Monday evening already, the deputy of the Somme François Ruffin, close to rebellious France, made a similar declaration to the National Assembly, during the debates on the vaccination pass: “In 2017 you closed 4,900 beds, in 2018 4,200 beds , in 2019 3,100 beds, in 2020, 5,700 closed beds, you beat your record in the middle of the Covid year, ”he told Minister of Health Olivier Véran.
According to a study of the Drees (the Directorate of Research, Studies, Evaluation and Statistics, attached to social ministries) published at the end of September, France had 386,835 full hospital beds in 2020, or 5,758 less than the previous year. As this report confirms, thousands of beds had already been closed since the start of the Macron five-year term (4,919 in 2017, 4,165 in 2018 and 3,108 in 2019).
75,000 fewer beds in sixteen years
The figures put forward by Anne Hidalgo and François Ruffin are therefore correct. But they ignore the bed closures that occurred in the years before the current government came to power. According to another publication from the Drees, “Between 2003 and 2019, the number of full hospital beds installed, all establishments, all disciplines and all sectors combined, fell from 468,000 to 393,000”, ie 75,000 less (see graph below). However, between 2003 and 2019, four presidents from different sides followed one another: Jacques Chirac, Nicolas Sarkozy, François Hollande and Emmanuel Macron.
The drop in the number of full hospital beds observed in 2020 therefore continues “a trend observed for several years”. According to DREES, this decline is primarily due to “the desire to reorganize the offer in a context of ambulatory shift”. Clearly, advances in medicine have made it possible to reduce hospitalization time in some cases. Where possible, patients no longer sleep in hospital, which helps reduce costs. Between 2003 and 2019, 29,000 partial and incomplete hospital beds were thus created.
However, the Drees recognizes that the decrease in the number of full hospital beds “is a little more marked in 2020 than during the period 2013-2019” (-1.5%, against -0.9% per year on average). A phenomenon which “could be explained by the context of the Covid-19 epidemic”.
The Covid has amplified the closures
The Drees study published at the end of September recalls that the health crisis has “led to the deprogramming of many hospitalizations” and that “many double rooms (have been) transformed into single rooms to limit contagion”. In the latter case, the closed beds have not been closed definitively.

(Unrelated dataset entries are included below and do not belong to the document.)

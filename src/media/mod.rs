//! Video sources: `ffprobe` metadata and frame decoding.

/// `ffprobe` metadata.
pub mod probe;
/// Rewindable frame sources.
pub mod source;
use super::*;

fn main_640() -> Size {
    Size::new(640, 360).unwrap()
}

fn assert_plan_in_bounds(plan: &LayoutPlan, main: Size) {
    assert!(plan.crop.width >= 1 && plan.crop.width <= main.width);
    assert!(plan.crop.height >= 1 && plan.crop.height <= main.height);
    assert!(plan.crop.x + plan.crop.width <= main.width);
    assert!(plan.crop.y + plan.crop.height <= main.height);
    assert!(plan.offset.x + plan.avatar_size.width <= main.width);
    assert!(plan.offset.y + plan.avatar_size.height <= main.height);
    assert!(plan.avatar_size.width >= 1 && plan.avatar_size.height >= 1);
    plan.validate(main).unwrap();
}

#[test]
fn plans_stay_in_bounds_across_seeds_and_aspects() {
    let planner = LayoutPlanner::default();
    let sizes = [
        main_640(),
        Size::new(1920, 1080).unwrap(),
        Size::new(1, 1).unwrap(),
        Size::new(3, 1000).unwrap(),
    ];
    for main in sizes {
        for aspect in [0.05, 0.5, 1.0, 16.0 / 9.0, 40.0] {
            for seed in 0..64u64 {
                let mut rng = StdRng::seed_from_u64(seed);
                let plan = planner.plan(&mut rng, main, aspect).unwrap();
                assert_plan_in_bounds(&plan, main);
                assert!(plan.zoom_factor >= 1.0 && plan.zoom_factor <= 1.2);
            }
        }
    }
}

#[test]
fn avatar_height_follows_policy_fraction() {
    let planner = LayoutPlanner::default();
    for seed in 0..32u64 {
        let mut rng = StdRng::seed_from_u64(seed);
        let plan = planner.plan(&mut rng, main_640(), 1.0).unwrap();
        assert!(plan.avatar_size.height >= 90 && plan.avatar_size.height <= 120);
        assert_eq!(plan.avatar_size.width, plan.avatar_size.height);
    }
}

#[test]
fn too_wide_avatar_is_shrunk_to_fit() {
    let planner = LayoutPlanner::default();
    let mut rng = StdRng::seed_from_u64(3);
    let plan = planner.plan(&mut rng, main_640(), 20.0).unwrap();
    assert_eq!(plan.avatar_size.width, 640);
    assert_eq!(plan.avatar_size.height, 32);
    assert_eq!(plan.offset.x, 0);
}

#[test]
fn zone_rules_pin_the_touching_edge() {
    let main = main_640();
    for zone in [
        PlacementZone::LeftEdge,
        PlacementZone::BottomLeftHalf,
        PlacementZone::TopRightHalf,
        PlacementZone::BottomEdge,
    ] {
        let planner = LayoutPlanner::new(LayoutPolicy {
            zones: vec![zone],
            ..LayoutPolicy::default()
        })
        .unwrap();
        for seed in 0..16u64 {
            let mut rng = StdRng::seed_from_u64(seed);
            let plan = planner.plan(&mut rng, main, 16.0 / 9.0).unwrap();
            assert_eq!(plan.zone, zone);
            let a = plan.avatar_size;
            match zone {
                PlacementZone::LeftEdge => assert_eq!(plan.offset.x, 0),
                PlacementZone::BottomLeftHalf => {
                    assert_eq!(plan.offset.y, main.height - a.height);
                    assert!(plan.offset.x <= (main.width / 2).saturating_sub(a.width));
                }
                PlacementZone::TopRightHalf => {
                    assert_eq!(plan.offset.x, main.width - a.width);
                    assert!(plan.offset.y <= (main.height / 2).saturating_sub(a.height));
                }
                PlacementZone::BottomEdge => assert_eq!(plan.offset.y, main.height - a.height),
            }
        }
    }
}

#[test]
fn unit_zoom_crops_the_full_frame() {
    let planner = LayoutPlanner::new(LayoutPolicy {
        zoom_range: [1.0, 1.0],
        ..LayoutPolicy::default()
    })
    .unwrap();
    let mut rng = StdRng::seed_from_u64(9);
    let plan = planner.plan(&mut rng, main_640(), 1.0).unwrap();
    assert_eq!(plan.crop, PixelRect::full(main_640()));
}

#[test]
fn seeded_clip_rng_is_reproducible_per_clip() {
    let planner = LayoutPlanner::default();
    let a = ClipId::new("avatar_a").unwrap();
    let b = ClipId::new("avatar_b").unwrap();

    let p1 = planner.plan(&mut clip_rng(Some(7), &a), main_640(), 1.5).unwrap();
    let p2 = planner.plan(&mut clip_rng(Some(7), &a), main_640(), 1.5).unwrap();
    assert_eq!(p1, p2);

    let distinct = (0..8u64).any(|seed| {
        let pa = planner.plan(&mut clip_rng(Some(seed), &a), main_640(), 1.5).unwrap();
        let pb = planner.plan(&mut clip_rng(Some(seed), &b), main_640(), 1.5).unwrap();
        pa != pb
    });
    assert!(distinct);
}

#[test]
fn invalid_inputs_are_rejected() {
    let planner = LayoutPlanner::default();
    let mut rng = StdRng::seed_from_u64(0);
    assert!(planner.plan(&mut rng, main_640(), 0.0).is_err());
    assert!(planner.plan(&mut rng, main_640(), f64::NAN).is_err());
    assert!(
        planner
            .plan(
                &mut rng,
                Size {
                    width: 0,
                    height: 10
                },
                1.0
            )
            .is_err()
    );
}

#[test]
fn policy_validation_rejects_bad_ranges() {
    let bad_zoom = LayoutPolicy {
        zoom_range: [0.9, 1.2],
        ..LayoutPolicy::default()
    };
    assert!(LayoutPlanner::new(bad_zoom).is_err());
    let bad_fraction = LayoutPolicy {
        avatar_height_fraction: [0.5, 0.25],
        ..LayoutPolicy::default()
    };
    assert!(bad_fraction.validate().is_err());
    let no_zones = LayoutPolicy {
        zones: vec![],
        ..LayoutPolicy::default()
    };
    assert!(no_zones.validate().is_err());
}

#[test]
fn validate_rejects_mismatched_main_size_and_overflow() {
    let planner = LayoutPlanner::default();
    let mut rng = StdRng::seed_from_u64(1);
    let plan = planner.plan(&mut rng, main_640(), 1.0).unwrap();

    let err = plan.validate(Size::new(1280, 720).unwrap()).unwrap_err();
    assert!(matches!(err, OverlayError::Plan(_)));

    let mut shifted = plan.clone();
    shifted.offset.x = 640 - shifted.avatar_size.width + 1;
    assert!(matches!(
        shifted.validate(main_640()).unwrap_err(),
        OverlayError::Plan(_)
    ));
}

#[test]
fn plan_round_trips_through_json() {
    let planner = LayoutPlanner::default();
    let mut rng = StdRng::seed_from_u64(5);
    let plan = planner.plan(&mut rng, main_640(), 1.0).unwrap();
    let json = serde_json::to_string(&plan).unwrap();
    assert!(json.contains("\"zone\""));
    let back: LayoutPlan = serde_json::from_str(&json).unwrap();
    assert_eq!(back, plan);
}
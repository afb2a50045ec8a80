use crate::foundation::core::{Fps, FrameIndex, Size};
use crate::foundation::error::{OverlayError, OverlayResult};
use image::RgbImage;

/// Configuration provided to a [`FrameSink`] before the first frame.
#[derive(Debug, Clone, Copy, PartialEq, Eq)]
pub struct SinkConfig {
    /// Output dimensions.
    pub size: Size,
    /// Output frames-per-second.
    pub fps: Fps,
}

/// Sink contract for consuming composited frames in output order.
///
/// Ordering contract: `push_frame` is called with strictly increasing `FrameIndex` values starting
/// at 0.
pub trait FrameSink: Send {
    /// Called once before any frames are pushed.
    fn begin(&mut self, cfg: SinkConfig) -> OverlayResult<()>;
    /// Push one frame.
    fn push_frame(&mut self, idx: FrameIndex, frame: &RgbImage) -> OverlayResult<()>;
    /// Called once after the last frame is pushed.
    fn end(&mut self) -> OverlayResult<()>;
}

/// In-memory sink for tests and debugging.
#[derive(Debug, Default)]
pub struct InMemorySink {
    cfg: Option<SinkConfig>,
    ended: bool,
    /// Frames in output order.
    pub(crate) frames: Vec<(FrameIndex, RgbImage)>,
}

impl InMemorySink {
    /// Create a new in-memory sink.
    pub fn new() -> Self {
        Self::default()
    }

    /// Return the sink configuration captured in `begin`, if any.
    pub fn config(&self) -> Option<SinkConfig> {
        self.cfg
    }

    /// Borrow the captured frames.
    pub fn frames(&self) -> &[(FrameIndex, RgbImage)] {
        &self.frames
    }

    /// Return `true` once `end` has been called.
    pub fn is_ended(&self) -> bool {
        self.ended
    }
}

impl FrameSink for InMemorySink {
    fn begin(&mut self, cfg: SinkConfig) -> OverlayResult<()> {
        self.cfg = Some(cfg);
        self.ended = false;
        self.frames.clear();
        Ok(())
    }

    fn push_frame(&mut self, idx: FrameIndex, frame: &RgbImage) -> OverlayResult<()> {
        let cfg = self
            .cfg
            .ok_or_else(|| OverlayError::encode("in-memory sink not started"))?;
        if frame.dimensions() != (cfg.size.width, cfg.size.height) {
            return Err(OverlayError::validation(format!(
                "frame size mismatch: got {}x{}, expected {}",
                frame.width(),
                frame.height(),
                cfg.size
            )));
        }
        self.frames.push((idx, frame.clone()));
        Ok(())
    }

    fn end(&mut self) -> OverlayResult<()> {
        self.ended = true;
        Ok(())
    }
}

Another element, of a practical nature, makes it possible to put into perspective the drop in the number of hospital beds during the pandemic, and more precisely in 2020: the Drees only counts the number of beds on December 31 of each year. “The temporary deployment of beds to deal with the pandemic is not therefore systematically found in this inventory at the end of the year, if they were closed at the beginning of December for example”, indicates the Drees.
Finally, its administrative investigation points to “staff constraints that do not allow the beds to be maintained”. Harsh working conditions, low wages … the shortage of caregivers is also part of the equation.
Moreover, it is not only in France that hospital beds are closing. According to the 2021 Health Panamora established by the OECD, the vast majority of the 42 countries studied lost hospital beds between 2009 and 2019 (see graph below). France is also the tenth country with the most beds per capita, behind Japan and Germany but ahead of the Scandinavian countries.